Overload failures happen when a single load exceeds the material’s capacity, either because the load was unexpectedly high or the material was weaker than specified. Creep, another mechanism, occurs when materials slowly deform under sustained stress at elevated temperatures, common in power generation equipment and jet engine components. Stress corrosion cracking happens when tensile stress and a corrosive environment act together on a susceptible material, producing cracks even without cyclic loading.
Diagnostic Tools and Techniques
Failure analysts rely on a range of examination tools, starting with the simplest and moving to more advanced methods as needed.
Visual inspection and optical microscopy are always the first step. High-power microscopes and 3D profilometers reveal surface features, crack patterns, and deformation that point toward specific failure modes. These observations guide decisions about which advanced techniques to use next.
Scanning electron microscopy (SEM) is a standard tool in failure analysis, especially for electronics and semiconductor devices. SEM provides much higher magnification and depth of field than optical microscopes, allowing analysts to examine fracture surfaces, identify the origin point of cracks, and characterize microscopic features like fatigue striations or corrosion products. When paired with energy-dispersive X-ray analysis, SEM can also identify the chemical composition of contaminants, corrosion deposits, or foreign materials found on a failed part.

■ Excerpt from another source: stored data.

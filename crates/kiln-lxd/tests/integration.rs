//! Integration tests for kiln-lxd.
//!
//! These tests require:
//! - Linux with LXD installed and initialised
//! - Network access to the `ubuntu:` image remote
//!
//! Run with: `cargo test -p kiln-lxd -- --ignored`

use kiln_lxd::{InstanceId, LaunchRequest, Lxc, LxdError, RunEnvironment, RuntimeClient};
use std::collections::BTreeMap;

fn image() -> String {
    std::env::var("KILN_TEST_IMAGE").unwrap_or_else(|_| "20.04".to_string())
}

fn launch_request(name: &str, ephemeral: bool) -> LaunchRequest {
    LaunchRequest {
        instance: InstanceId::new(name),
        image_remote: "ubuntu".into(),
        image: image(),
        config: BTreeMap::new(),
        ephemeral,
    }
}

/// Launch -> exec -> list -> force delete
#[tokio::test]
#[ignore = "requires Linux + LXD"]
async fn test_exec_and_force_delete() {
    let lxc = Lxc::new();
    let request = launch_request("kiln-it-exec", true);
    lxc.launch(&request).await.expect("Failed to launch");

    let output = lxc
        .exec(
            &request.instance,
            &["echo".to_string(), "this is a test".to_string()],
            &RunEnvironment::new(),
            None,
        )
        .output()
        .await
        .expect("Failed to exec");
    assert_eq!(output.stdout, b"this is a test\n");

    let instances = lxc.list(&request.instance).await.expect("Failed to list");
    assert!(instances.iter().any(|i| i.name == "kiln-it-exec"));

    lxc.delete(&request.instance, true)
        .await
        .expect("Failed to delete");
    let instances = lxc.list(&request.instance).await.expect("Failed to list");
    assert!(!instances.iter().any(|i| i.name == "kiln-it-exec"));
}

/// Deleting a running instance without force fails until it is stopped
#[tokio::test]
#[ignore = "requires Linux + LXD"]
async fn test_delete_without_force() {
    let lxc = Lxc::new();
    let request = launch_request("kiln-it-noforce", false);
    lxc.launch(&request).await.expect("Failed to launch");

    let err = lxc.delete(&request.instance, false).await.unwrap_err();
    assert!(matches!(err, LxdError::CommandFailed { .. }));

    lxc.stop(&request.instance).await.expect("Failed to stop");
    lxc.delete(&request.instance, false)
        .await
        .expect("Failed to delete stopped instance");
}

/// Profiles round-trip through show/edit
#[tokio::test]
#[ignore = "requires Linux + LXD"]
async fn test_profile_show_edit() {
    let lxc = Lxc::new();
    let scope = kiln_lxd::Scope::default();
    let profile = lxc
        .profile_show(&scope, "default")
        .await
        .expect("Failed to show profile");
    lxc.profile_edit(&scope, "default", &profile)
        .await
        .expect("Failed to edit profile");
    let again = lxc
        .profile_show(&scope, "default")
        .await
        .expect("Failed to show profile");
    assert_eq!(profile.get("config"), again.get("config"));
}

/// Publish -> image list -> image delete
#[tokio::test]
#[ignore = "requires Linux + LXD"]
async fn test_publish_and_image_delete() {
    let lxc = Lxc::new();
    let request = launch_request("kiln-it-publish", false);
    let alias = "kiln-it-publish-image";
    let scope = request.instance.scope();
    lxc.launch(&request).await.expect("Failed to launch");

    lxc.publish(&request.instance, alias)
        .await
        .expect("Failed to publish");
    let images = lxc.image_list(&scope).await.expect("Failed to list images");
    assert!(images.iter().any(|i| i.has_alias(alias)));

    lxc.image_delete(&scope, alias)
        .await
        .expect("Failed to delete image");
    let images = lxc.image_list(&scope).await.expect("Failed to list images");
    assert!(!images.iter().any(|i| i.has_alias(alias)));

    lxc.delete(&request.instance, true)
        .await
        .expect("Failed to delete");
}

For semiconductor and microelectronics failures, the toolkit expands further. X-ray diffraction reveals crystal structure and can detect material defects. Transmission electron microscopy examines cross-sections of layered materials at near-atomic resolution, checking whether fabrication processes produced uniform layers and proper material distribution. Ultraviolet-visible spectroscopy measures the thickness of oxide layers on silicon wafers, verifying whether manufacturing steps like thermal oxidation were performed correctly. These tools transform what might seem like a mysterious electronic failure into a concrete, identifiable manufacturing or design problem.
Where Failure Analysis Is Used
Virtually any industry that designs, manufactures, or operates physical products uses failure analysis in some form. In aerospace, it’s mandatory after incidents and deeply embedded in maintenance programs. Fatigue has been the dominant failure type in aircraft for over fifty years, and decades of investigation by organizations like the Royal Aerospace Establishment have shaped modern airworthiness standards.
In oil and gas, failure analysis targets pipeline cracking, pressure vessel failures, and equipment breakdowns that can cause environmental disasters or explosions. The medical device industry uses it both to improve product development and to meet regulatory requirements that demand documented investigation of any device failure. In electronics manufacturing, SEM-based failure analysis is a standard part of integrated circuit fabrication, catching defects before products reach consumers.
Even outside traditional engineering, the principles apply. The same root cause analysis methods used to investigate a cracked turbine blade are used in healthcare to analyze medical errors, in education to identify why student outcomes fall short, and in business operations to diagnose process breakdowns. The core logic is universal: define the problem, trace the causes, fix the system.